■ What is needed: Collect every line below that contains the word "sample".

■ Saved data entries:
-=-=-

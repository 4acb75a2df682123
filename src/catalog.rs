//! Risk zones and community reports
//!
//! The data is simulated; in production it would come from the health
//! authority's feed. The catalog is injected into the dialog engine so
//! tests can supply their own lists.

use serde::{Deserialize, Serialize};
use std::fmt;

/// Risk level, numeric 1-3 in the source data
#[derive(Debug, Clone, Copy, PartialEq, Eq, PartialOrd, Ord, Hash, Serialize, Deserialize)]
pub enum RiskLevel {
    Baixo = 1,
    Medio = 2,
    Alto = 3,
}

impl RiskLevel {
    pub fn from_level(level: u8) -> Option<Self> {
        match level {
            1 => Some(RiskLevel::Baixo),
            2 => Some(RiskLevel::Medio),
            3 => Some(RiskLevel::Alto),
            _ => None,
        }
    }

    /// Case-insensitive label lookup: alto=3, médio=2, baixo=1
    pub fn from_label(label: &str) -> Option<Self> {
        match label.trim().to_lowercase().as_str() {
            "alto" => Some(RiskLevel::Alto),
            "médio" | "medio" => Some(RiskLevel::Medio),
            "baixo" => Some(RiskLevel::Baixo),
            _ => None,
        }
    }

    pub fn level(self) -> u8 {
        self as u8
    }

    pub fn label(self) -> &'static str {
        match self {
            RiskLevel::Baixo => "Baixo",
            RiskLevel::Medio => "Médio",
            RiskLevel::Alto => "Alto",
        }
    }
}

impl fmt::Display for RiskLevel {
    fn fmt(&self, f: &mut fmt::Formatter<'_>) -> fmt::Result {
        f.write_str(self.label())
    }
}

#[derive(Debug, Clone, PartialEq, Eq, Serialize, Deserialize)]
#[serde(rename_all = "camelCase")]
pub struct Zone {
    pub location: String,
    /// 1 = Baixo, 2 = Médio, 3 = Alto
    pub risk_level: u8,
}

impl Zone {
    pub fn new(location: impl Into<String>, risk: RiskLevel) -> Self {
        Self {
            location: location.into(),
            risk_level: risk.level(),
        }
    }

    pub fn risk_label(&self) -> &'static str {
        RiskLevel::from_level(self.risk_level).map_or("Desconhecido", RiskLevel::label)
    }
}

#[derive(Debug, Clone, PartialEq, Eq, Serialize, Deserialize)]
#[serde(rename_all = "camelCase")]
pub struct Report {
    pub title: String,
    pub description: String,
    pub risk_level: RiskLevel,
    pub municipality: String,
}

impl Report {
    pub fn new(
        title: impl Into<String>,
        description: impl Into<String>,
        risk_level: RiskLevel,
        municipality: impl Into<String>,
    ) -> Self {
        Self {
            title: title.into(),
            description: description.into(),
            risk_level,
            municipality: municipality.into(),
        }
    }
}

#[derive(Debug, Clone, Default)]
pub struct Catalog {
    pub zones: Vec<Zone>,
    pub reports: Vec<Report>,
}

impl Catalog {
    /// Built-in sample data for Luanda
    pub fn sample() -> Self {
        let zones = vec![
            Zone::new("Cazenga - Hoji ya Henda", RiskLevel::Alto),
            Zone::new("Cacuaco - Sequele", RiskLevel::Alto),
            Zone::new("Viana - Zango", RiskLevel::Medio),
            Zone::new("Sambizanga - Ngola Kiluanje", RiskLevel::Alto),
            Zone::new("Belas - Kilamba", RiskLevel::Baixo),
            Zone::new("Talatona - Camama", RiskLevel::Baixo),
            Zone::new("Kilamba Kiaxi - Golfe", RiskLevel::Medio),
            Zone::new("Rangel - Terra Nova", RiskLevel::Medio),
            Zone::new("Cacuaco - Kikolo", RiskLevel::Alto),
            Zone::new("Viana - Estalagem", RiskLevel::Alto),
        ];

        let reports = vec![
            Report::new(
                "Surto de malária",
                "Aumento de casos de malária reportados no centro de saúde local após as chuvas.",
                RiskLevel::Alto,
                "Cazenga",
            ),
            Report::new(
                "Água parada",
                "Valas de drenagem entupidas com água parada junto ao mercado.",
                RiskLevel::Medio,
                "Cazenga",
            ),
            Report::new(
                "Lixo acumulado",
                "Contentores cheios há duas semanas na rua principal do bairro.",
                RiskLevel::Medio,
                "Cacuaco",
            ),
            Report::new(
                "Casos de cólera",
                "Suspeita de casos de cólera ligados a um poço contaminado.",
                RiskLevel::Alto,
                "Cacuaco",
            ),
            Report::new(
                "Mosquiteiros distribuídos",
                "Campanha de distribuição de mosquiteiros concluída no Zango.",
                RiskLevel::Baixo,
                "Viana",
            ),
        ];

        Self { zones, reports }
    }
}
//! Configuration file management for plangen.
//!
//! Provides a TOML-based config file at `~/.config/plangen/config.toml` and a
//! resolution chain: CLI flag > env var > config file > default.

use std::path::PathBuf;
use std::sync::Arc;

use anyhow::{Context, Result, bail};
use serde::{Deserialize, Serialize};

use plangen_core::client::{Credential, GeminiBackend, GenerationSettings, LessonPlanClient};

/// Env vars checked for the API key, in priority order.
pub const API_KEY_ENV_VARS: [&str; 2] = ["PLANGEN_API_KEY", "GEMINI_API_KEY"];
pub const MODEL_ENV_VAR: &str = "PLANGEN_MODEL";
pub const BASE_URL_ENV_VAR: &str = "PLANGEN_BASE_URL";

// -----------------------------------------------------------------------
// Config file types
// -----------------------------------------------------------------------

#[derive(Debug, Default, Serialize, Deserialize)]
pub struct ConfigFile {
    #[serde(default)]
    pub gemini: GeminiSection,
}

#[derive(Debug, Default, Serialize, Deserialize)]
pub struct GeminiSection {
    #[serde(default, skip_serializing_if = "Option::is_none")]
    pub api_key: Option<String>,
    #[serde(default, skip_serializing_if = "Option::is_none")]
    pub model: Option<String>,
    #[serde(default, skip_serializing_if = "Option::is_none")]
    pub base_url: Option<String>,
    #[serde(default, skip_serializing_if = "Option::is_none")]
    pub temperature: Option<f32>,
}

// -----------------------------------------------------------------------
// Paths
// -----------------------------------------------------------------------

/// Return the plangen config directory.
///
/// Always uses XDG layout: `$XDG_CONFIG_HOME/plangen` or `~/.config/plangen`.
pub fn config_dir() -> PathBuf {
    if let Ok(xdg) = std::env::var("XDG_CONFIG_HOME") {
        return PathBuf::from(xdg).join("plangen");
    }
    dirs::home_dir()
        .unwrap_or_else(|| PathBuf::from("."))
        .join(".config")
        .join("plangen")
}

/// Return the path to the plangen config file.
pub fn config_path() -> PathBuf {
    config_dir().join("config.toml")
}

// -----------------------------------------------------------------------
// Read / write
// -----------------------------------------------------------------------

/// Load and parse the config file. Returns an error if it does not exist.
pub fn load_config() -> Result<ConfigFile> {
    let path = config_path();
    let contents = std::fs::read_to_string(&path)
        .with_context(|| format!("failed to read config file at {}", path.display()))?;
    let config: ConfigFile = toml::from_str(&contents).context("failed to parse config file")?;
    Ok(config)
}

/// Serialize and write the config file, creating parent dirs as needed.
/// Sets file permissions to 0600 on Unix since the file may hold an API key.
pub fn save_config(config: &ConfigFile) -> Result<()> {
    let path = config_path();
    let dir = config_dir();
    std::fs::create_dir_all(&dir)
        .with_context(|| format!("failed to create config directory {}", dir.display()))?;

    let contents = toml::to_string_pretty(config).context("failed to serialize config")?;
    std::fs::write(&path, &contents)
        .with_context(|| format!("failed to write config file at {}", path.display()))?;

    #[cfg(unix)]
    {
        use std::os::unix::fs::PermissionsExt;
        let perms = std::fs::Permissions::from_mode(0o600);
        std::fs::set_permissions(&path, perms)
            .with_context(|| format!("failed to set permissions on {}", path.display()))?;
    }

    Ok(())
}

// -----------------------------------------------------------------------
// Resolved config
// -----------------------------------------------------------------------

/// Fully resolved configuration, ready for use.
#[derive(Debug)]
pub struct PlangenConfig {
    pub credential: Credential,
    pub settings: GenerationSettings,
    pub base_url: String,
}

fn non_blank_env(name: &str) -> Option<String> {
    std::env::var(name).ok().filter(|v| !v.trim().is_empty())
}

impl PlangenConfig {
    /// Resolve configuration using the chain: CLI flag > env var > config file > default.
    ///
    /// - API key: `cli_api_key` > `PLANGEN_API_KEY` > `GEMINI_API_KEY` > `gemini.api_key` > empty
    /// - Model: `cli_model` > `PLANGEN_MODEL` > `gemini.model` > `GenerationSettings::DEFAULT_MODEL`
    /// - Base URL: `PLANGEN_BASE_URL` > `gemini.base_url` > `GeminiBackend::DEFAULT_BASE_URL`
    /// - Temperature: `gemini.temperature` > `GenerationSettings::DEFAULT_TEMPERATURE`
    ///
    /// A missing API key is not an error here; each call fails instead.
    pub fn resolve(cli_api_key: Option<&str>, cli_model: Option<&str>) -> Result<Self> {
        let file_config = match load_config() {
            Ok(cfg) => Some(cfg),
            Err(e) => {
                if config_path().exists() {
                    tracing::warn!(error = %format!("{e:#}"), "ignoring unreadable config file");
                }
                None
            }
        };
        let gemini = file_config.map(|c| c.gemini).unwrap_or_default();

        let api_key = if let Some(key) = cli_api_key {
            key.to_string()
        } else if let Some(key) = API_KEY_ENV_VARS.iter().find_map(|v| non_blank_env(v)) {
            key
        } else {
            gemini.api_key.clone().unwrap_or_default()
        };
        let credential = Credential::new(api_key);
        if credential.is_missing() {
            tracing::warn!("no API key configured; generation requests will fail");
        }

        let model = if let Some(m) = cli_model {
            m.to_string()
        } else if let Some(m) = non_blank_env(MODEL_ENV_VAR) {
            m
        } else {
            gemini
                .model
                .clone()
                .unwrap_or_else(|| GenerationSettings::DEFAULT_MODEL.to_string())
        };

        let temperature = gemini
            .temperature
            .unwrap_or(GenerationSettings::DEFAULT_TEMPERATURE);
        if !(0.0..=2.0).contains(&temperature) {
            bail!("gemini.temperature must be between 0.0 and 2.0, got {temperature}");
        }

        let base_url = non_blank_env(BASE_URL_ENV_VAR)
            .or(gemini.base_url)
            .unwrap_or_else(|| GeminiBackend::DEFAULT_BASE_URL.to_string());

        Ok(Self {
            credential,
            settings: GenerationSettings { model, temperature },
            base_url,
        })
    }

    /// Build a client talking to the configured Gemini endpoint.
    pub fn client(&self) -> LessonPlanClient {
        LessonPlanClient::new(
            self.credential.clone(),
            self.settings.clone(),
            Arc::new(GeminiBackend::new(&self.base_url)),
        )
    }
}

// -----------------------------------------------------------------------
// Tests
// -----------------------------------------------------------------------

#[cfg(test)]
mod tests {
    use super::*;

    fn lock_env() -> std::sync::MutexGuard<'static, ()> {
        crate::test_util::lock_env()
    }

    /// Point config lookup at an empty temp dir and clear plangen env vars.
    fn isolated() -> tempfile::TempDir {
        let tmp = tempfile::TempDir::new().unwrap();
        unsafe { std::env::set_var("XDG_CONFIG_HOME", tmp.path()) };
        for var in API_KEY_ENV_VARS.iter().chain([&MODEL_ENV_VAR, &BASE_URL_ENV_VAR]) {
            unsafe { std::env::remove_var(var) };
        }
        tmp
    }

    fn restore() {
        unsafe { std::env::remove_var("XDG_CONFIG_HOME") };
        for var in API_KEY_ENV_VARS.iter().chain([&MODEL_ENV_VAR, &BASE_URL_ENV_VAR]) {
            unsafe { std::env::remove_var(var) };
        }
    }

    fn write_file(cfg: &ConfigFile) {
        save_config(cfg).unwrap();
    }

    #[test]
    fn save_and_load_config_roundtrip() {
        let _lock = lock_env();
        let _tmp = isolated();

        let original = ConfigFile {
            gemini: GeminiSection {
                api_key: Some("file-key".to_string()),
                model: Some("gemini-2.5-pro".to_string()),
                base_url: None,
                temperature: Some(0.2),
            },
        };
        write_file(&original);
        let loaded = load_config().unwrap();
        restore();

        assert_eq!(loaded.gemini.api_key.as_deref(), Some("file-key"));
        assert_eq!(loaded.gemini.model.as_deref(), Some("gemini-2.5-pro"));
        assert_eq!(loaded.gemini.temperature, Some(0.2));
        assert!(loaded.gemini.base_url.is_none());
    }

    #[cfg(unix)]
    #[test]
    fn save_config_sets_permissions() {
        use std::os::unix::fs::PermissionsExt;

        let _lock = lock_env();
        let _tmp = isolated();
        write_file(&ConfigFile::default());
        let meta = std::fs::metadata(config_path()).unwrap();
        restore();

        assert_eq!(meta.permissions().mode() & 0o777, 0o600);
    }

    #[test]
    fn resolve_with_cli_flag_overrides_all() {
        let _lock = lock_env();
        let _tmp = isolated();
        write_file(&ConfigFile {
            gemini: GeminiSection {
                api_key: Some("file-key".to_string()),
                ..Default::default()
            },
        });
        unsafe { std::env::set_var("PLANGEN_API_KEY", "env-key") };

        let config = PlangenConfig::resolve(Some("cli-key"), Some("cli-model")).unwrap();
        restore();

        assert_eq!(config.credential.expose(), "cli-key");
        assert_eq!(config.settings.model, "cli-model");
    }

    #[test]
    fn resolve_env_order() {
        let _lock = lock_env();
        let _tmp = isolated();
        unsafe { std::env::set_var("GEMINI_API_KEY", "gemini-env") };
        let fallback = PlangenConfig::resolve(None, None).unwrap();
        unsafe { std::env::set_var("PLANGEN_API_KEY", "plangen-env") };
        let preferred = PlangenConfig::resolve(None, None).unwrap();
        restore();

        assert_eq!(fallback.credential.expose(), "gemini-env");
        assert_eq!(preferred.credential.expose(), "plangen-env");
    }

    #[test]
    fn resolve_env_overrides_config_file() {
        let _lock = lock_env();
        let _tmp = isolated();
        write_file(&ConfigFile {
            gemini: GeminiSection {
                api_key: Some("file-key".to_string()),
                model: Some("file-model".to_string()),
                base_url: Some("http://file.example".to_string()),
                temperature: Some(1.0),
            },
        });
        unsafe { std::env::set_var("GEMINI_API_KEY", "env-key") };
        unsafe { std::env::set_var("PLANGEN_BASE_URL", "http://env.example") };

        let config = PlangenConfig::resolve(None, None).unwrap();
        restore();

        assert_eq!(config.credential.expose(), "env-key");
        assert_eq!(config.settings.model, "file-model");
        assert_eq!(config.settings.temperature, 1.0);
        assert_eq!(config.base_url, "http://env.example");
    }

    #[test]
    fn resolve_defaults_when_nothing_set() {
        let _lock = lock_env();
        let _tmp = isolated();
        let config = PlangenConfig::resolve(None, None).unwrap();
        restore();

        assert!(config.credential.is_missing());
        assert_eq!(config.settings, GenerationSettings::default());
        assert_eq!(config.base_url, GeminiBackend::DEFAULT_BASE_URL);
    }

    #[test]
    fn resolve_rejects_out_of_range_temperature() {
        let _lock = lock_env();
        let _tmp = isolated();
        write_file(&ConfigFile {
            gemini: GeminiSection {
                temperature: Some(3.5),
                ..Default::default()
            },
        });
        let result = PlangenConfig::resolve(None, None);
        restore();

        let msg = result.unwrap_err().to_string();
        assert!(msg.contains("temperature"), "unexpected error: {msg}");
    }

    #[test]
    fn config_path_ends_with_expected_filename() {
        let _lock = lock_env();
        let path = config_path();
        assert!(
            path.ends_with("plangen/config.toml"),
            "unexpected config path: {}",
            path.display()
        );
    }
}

-=-=-

■ Response:
    /// Built-in sample data for Luanda
    pub fn sample() -> Self {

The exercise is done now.